I dormitori, la povertà, la mancanza di strutture di emergenza

Una nota della Casa del Popolo sui casi del capannone di via Provinciale San Vito e dell'ex scuola di via Sele

BRINDISI - Casa del Popolo, soggetto politico di cui fanno parte Potere al Popolo, Rifondazione Comunista e Collettivo Tfq, ha diffuso una nota sul problema degli sgomberi di senzatetto a Brindisi, che pubblichiamo integralmente. 

Il comunicato sugli sgomberi

Sono ormai passate due settimane dallo sgombero del dormitorio di via Provinciale San Vito che la “Casa del Popolo” ha aperto le sue porte, l’unica in città, come “provocazione” e per colmare le inadempienze delle istituzioni competenti.
Due settimane di mutualismo in cui abbiamo garantito colazione e un pasto caldo serale ai lavoratori del dormitorio.

Due settimane di consulenza legale e orientamento. Due settimane di una Brindisi che ha risposto sostenendoci in ogni modo. Due settimane di conoscenza più profonda e diretta con le persone che vengono “ospitate” nel dormitorio e non solo, perché l’emergenza abitativa, l’assenza di punti di riferimenti certi e di luoghi dove essere ascoltati sono sempre meno o addirittura assenti e riguarda la cittadinanza tutta.

Non ci stupisce dunque l’annuncio dello sgombero dell’asilo occupato di via Sele al quartiere Perrino, altra situazione che emergenza non è e che non si è mai voluta affrontare! Ci chiediamo: dove andranno a finire queste persone che si trovano nella stessa situazione degli “esuberi” del dormitorio? Cosa si sta facendo per garantire un tetto a chi non ce l’ha? 

dormitorio migranti lo sgombero-3

Brindisi, come tutte le altre città, deve dotarsi di strutture che permettano di ospitare temporaneamente persone che rimangono senza tetto e di avere in tempi ragionevoli una casa.

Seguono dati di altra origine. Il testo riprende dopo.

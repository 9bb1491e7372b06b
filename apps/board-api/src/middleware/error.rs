//! Error handling - domain failures translated to HTTP at the boundary.

use actix_web::{HttpResponse, ResponseError, http::StatusCode};
use board_shared::ErrorResponse;
use std::fmt;

/// Application-level error type that converts to RFC 7807 responses.
#[derive(Debug)]
pub enum AppError {
    NotFound(String),
    BadRequest(String),
    Unauthorized,
    Forbidden(String),
    Conflict(String),
    Internal(String),
}

impl fmt::Display for AppError {
    fn fmt(&self, f: &mut fmt::Formatter<'_>) -> fmt::Result {
        match self {
            AppError::NotFound(msg) => write!(f, "Not found: {}", msg),
            AppError::BadRequest(msg) => write!(f, "Bad request: {}", msg),
            AppError::Unauthorized => write!(f, "Unauthorized"),
            AppError::Forbidden(msg) => write!(f, "Forbidden: {}", msg),
            AppError::Conflict(msg) => write!(f, "Conflict: {}", msg),
            AppError::Internal(msg) => write!(f, "Internal error: {}", msg),
        }
    }
}

impl ResponseError for AppError {
    fn status_code(&self) -> StatusCode {
        match self {
            AppError::NotFound(_) => StatusCode::NOT_FOUND,
            AppError::BadRequest(_) => StatusCode::BAD_REQUEST,
            AppError::Unauthorized => StatusCode::UNAUTHORIZED,
            AppError::Forbidden(_) => StatusCode::FORBIDDEN,
            // Duplicate username/nickname surfaces as 400, matching the
            // register contract.
            AppError::Conflict(_) => StatusCode::BAD_REQUEST,
            AppError::Internal(_) => StatusCode::INTERNAL_SERVER_ERROR,
        }
    }

    fn error_response(&self) -> HttpResponse {
        let error = match self {
            AppError::NotFound(detail) => ErrorResponse::not_found(detail),
            AppError::BadRequest(detail) => ErrorResponse::bad_request(detail),
            AppError::Unauthorized => ErrorResponse::unauthorized(),
            AppError::Forbidden(detail) => ErrorResponse::forbidden(detail),
            AppError::Conflict(detail) => ErrorResponse::bad_request(detail),
            AppError::Internal(detail) => {
                tracing::error!("Internal error: {}", detail);
                ErrorResponse::internal_error()
            }
        };

        HttpResponse::build(self.status_code()).json(error)
    }
}

// Conversion from domain errors
impl From<board_core::error::DomainError> for AppError {
    fn from(err: board_core::error::DomainError) -> Self {
        match err {
            board_core::error::DomainError::NotFound { entity_type, id } => {
                AppError::NotFound(format!("{} with id {} not found", entity_type, id))
            }
            board_core::error::DomainError::Validation(msg) => AppError::BadRequest(msg),
            board_core::error::DomainError::Duplicate(msg) => AppError::Conflict(msg),
            board_core::error::DomainError::Unauthorized => AppError::Unauthorized,
            board_core::error::DomainError::Internal(msg) => AppError::Internal(msg),
        }
    }
}

impl From<board_core::error::RepoError> for AppError {
    fn from(err: board_core::error::RepoError) -> Self {
        match err {
            board_core::error::RepoError::NotFound => {
                AppError::NotFound("Resource not found".to_string())
            }
            board_core::error::RepoError::Constraint(msg) => AppError::Conflict(msg),
            board_core::error::RepoError::Connection(msg) => {
                tracing::error!("Database connection error: {}", msg);
                AppError::Internal("Database error".to_string())
            }
            board_core::error::RepoError::Query(msg) => {
                tracing::error!("Database query error: {}", msg);
                AppError::Internal("Database error".to_string())
            }
        }
    }
}

/// Result type alias for handlers.
pub type AppResult<T> = Result<T, AppError>;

Non c’è differenza di provenienza, l’emergenza abitativa colpisce tutte e tutti in questa città e a tutt’oggi non esiste ancora un tavolo che se ne occupi per garantire le condizioni minime di una esistenza dignitosa. 

La storia che si debba aiutare prima le famiglie brindisine, avanzata dalla destra per creare consenso e avallata purtroppo dal silenzio e l’immobilismo da chi si definisce di sinistra, non regge. Serve solo a giustificare le inadempienze e ad alimentare una guerra tra soggetti di diritto.

Che fine hanno fatto dunque le proposte avanzate sia in Comune che in  prefettura, da parte nostra e di associazioni e sindacati? Da questo silenzio non possiamo non dedurre che non ci siano ne’ volontà ne’ progettazione atta a risolvere la situazione, nell’immediato e nel futuro.

Far finta che le cose non esistano non le farà scomparire! Esiste enorme differenza tra carità sociale e giustizia sociale. Mentre la prima umilia l’individuo, la seconda lo riscatta…noi continueremo a praticarla!